Beast Mode 2 received generally positive reviews from music critics. At Metacritic, which assigns a normalized rating out of 100 to reviews from mainstream publications, the mixtape received an average score of 77 based on four reviews, indicating "generally favorable reviews".

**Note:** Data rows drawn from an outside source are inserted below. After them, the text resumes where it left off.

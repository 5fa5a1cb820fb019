//! Classifier-output integrators.
//!
//! An integrator consumes predicted instances and produces two tables: a
//! per-(domain, classifier) error-rate estimate and a per-(domain, instance)
//! consensus label probability. Three estimators are available:
//!
//! - [`MajorityVoteIntegrator`]: one-shot vote, no sampling
//! - [`BayesianIntegrator`]: independent Gibbs sampler per domain
//! - [`CoupledBayesianIntegrator`]: Gibbs sampler whose error rates are shared
//!   by Dirichlet-process clusters of domains

pub mod bayesian;
pub mod config;
pub mod coupled;
pub mod dirichlet;
pub mod index;
pub mod majority;
pub mod sampling;
pub mod statistics;
pub mod trace;

use std::sync::Arc;

use nalgebra::DMatrix;

use crate::data::{
    ErrorRate, ErrorRates, IntegratedData, IntegratedInstance, Label, PredictedInstance,
};

pub use bayesian::BayesianIntegrator;
pub use config::{ConfigError, CoupledConfig, SamplerConfig};
pub use coupled::CoupledBayesianIntegrator;
pub use majority::MajorityVoteIntegrator;
pub use statistics::{DomainCounts, SufficientStatistics};
pub use trace::{
    JsonlTraceSink, JsonlWriter, MemoryTraceSink, SampleTrace, SampleTraceSink, TraceError,
    TraceWorker,
};

use index::ObservationIndex;
use sampling::DomainSums;

#[derive(Debug, thiserror::Error)]
pub enum IntegratorError {
    #[error("invalid configuration: {0}")]
    Config(#[from] ConfigError),
    #[error("no predicted instances to integrate")]
    EmptyData,
    #[error("prediction of classifier {classifier} for instance {instance} in domain {label} must be in [0, 1] (got {value})")]
    InvalidPrediction {
        label: Label,
        instance: i64,
        classifier: i64,
        value: f64,
    },
    #[error("duplicate prediction of classifier {classifier} for instance {instance} in domain {label}")]
    DuplicateObservation {
        label: Label,
        instance: i64,
        classifier: i64,
    },
    #[error("classifier {classifier} has no predictions in domain {label}")]
    UnobservedClassifier { label: Label, classifier: i64 },
    #[error("observed instance refers to unknown domain {label}")]
    UnknownDomain { label: Label },
    #[error("unknown integration method {0:?} (expected mvi, bi or cbi)")]
    UnknownMethod(String),
    #[error("numerical failure: {0}")]
    Numerical(String),
    #[error("domain sampler failed: {0}")]
    Worker(String),
    #[error("trace error: {0}")]
    Trace(#[from] TraceError),
}

/// Common surface of all integrators.
///
/// Results are computed on first access and cached; `force = true` reruns
/// inference from the current sampler state.
pub trait Integrator {
    fn error_rates(&mut self, force: bool) -> Result<&ErrorRates, IntegratorError>;
    fn integrated_data(&mut self, force: bool) -> Result<&IntegratedData, IntegratorError>;
}

/// Closed set of integration methods, selectable by name.
#[derive(Debug, Clone, PartialEq)]
pub enum IntegratorKind {
    MajorityVote,
    Bayesian(SamplerConfig),
    CoupledBayesian(CoupledConfig),
}

impl IntegratorKind {
    /// `name` is one of `mvi`/`majority`, `bi`/`bayesian`, `cbi`/`coupled`;
    /// `options` is the colon-separated options string (ignored by majority vote).
    pub fn from_name(name: &str, options: &str) -> Result<Self, IntegratorError> {
        match name.trim().to_ascii_lowercase().as_str() {
            "mvi" | "majority" => Ok(Self::MajorityVote),
            "bi" | "bayesian" => Ok(Self::Bayesian(SamplerConfig::from_options(options)?)),
            "cbi" | "coupled" => Ok(Self::CoupledBayesian(CoupledConfig::from_options(options)?)),
            other => Err(IntegratorError::UnknownMethod(other.to_string())),
        }
    }

    pub fn name(&self) -> &'static str {
        match self {
            Self::MajorityVote => "mvi",
            Self::Bayesian(_) => "bi",
            Self::CoupledBayesian(_) => "cbi",
        }
    }

    pub fn with_seed(self, seed: u64) -> Self {
        match self {
            Self::MajorityVote => Self::MajorityVote,
            Self::Bayesian(cfg) => Self::Bayesian(cfg.with_seed(seed)),
            Self::CoupledBayesian(cfg) => Self::CoupledBayesian(cfg.with_seed(seed)),
        }
    }

    pub fn build(
        self,
        data: &[PredictedInstance],
    ) -> Result<Box<dyn Integrator + Send>, IntegratorError> {
        self.build_with_trace(data, None)
    }

    /// Like [`build`](Self::build), attaching `trace` to the Bayesian samplers.
    pub fn build_with_trace(
        self,
        data: &[PredictedInstance],
        trace: Option<Arc<dyn SampleTraceSink>>,
    ) -> Result<Box<dyn Integrator + Send>, IntegratorError> {
        Ok(match self {
            Self::MajorityVote => Box::new(MajorityVoteIntegrator::new(data)?),
            Self::Bayesian(cfg) => {
                let mut integrator = BayesianIntegrator::new(data, cfg)?;
                if let Some(sink) = trace {
                    integrator = integrator.with_trace(sink);
                }
                Box::new(integrator)
            }
            Self::CoupledBayesian(cfg) => {
                let mut integrator = CoupledBayesianIntegrator::new(data, cfg)?;
                if let Some(sink) = trace {
                    integrator = integrator.with_trace(sink);
                }
                Box::new(integrator)
            }
        })
    }
}

// ---------------------------------------------------------------------------
// Posterior summaries
// ---------------------------------------------------------------------------

/// Materialized output of one inference run.
#[derive(Debug, Clone)]
pub(crate) struct Posterior {
    pub error_rates: ErrorRates,
    pub integrated: IntegratedData,
    pub label_priors: Vec<(Label, f64)>,
}

impl Posterior {
    /// Divide the running sums by their sample counts. Rows follow domain
    /// order, then classifier (or instance) order.
    pub fn from_sums(index: &ObservationIndex, sums: &[DomainSums]) -> Self {
        let means = DMatrix::from_fn(
            index.number_of_domains(),
            index.number_of_classifiers(),
            |p, j| sums[p].error_rate_mean(j),
        );

        let mut error_rates = Vec::with_capacity(means.len());
        let mut integrated = Vec::new();
        let mut label_priors = Vec::with_capacity(sums.len());
        for (p, domain) in index.domains.iter().enumerate() {
            for (j, &function_id) in index.classifiers.keys().iter().enumerate() {
                error_rates.push(ErrorRate {
                    label: domain.label.clone(),
                    function_id,
                    value: means[(p, j)],
                });
            }
            for (i, &id) in domain.instances.keys().iter().enumerate() {
                integrated.push(IntegratedInstance {
                    id,
                    label: domain.label.clone(),
                    value: sums[p].label_mean(i),
                });
            }
            label_priors.push((domain.label.clone(), sums[p].label_prior_mean()));
        }

        Self {
            error_rates: ErrorRates::new(error_rates),
            integrated: IntegratedData::new(integrated),
            label_priors,
        }
    }
}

Meaghan Garvey of Pitchfork wrote "...In its best moments, the unknowable rapper lays his cards on the table, vulnerable in a way he's never been before." Mosi Reeves of Rolling Stone wrote, "The Atlanta rapper's latest reminds us why he's a master of sing-rap blues even as that style begins to move beyond his massive influence." Kenan Draughorne of HipHopDX called the mixtape a "conscionable affair from start to finish" and "a reminder of Future's effortless ability to release solid tracks within his wheelhouse."

Professional ratings
Aggregate scores
| Source | Rating |
| Metacritic | 77/100 |
Review scores
| Source | Rating |
| HipHopDX | 3.9/5 |
| Pitchfork | 8.0/10 |
| Rolling Stone | Star |

==Commercial performance==
The mixtape debuted at number three on the Billboard 200 based on 73.5 million streams of its songs, which Billboard equated to 57,000 album-equivalent units, granting the rapper his ninth top ten and the highest-charting streaming-exclusive album in the chart.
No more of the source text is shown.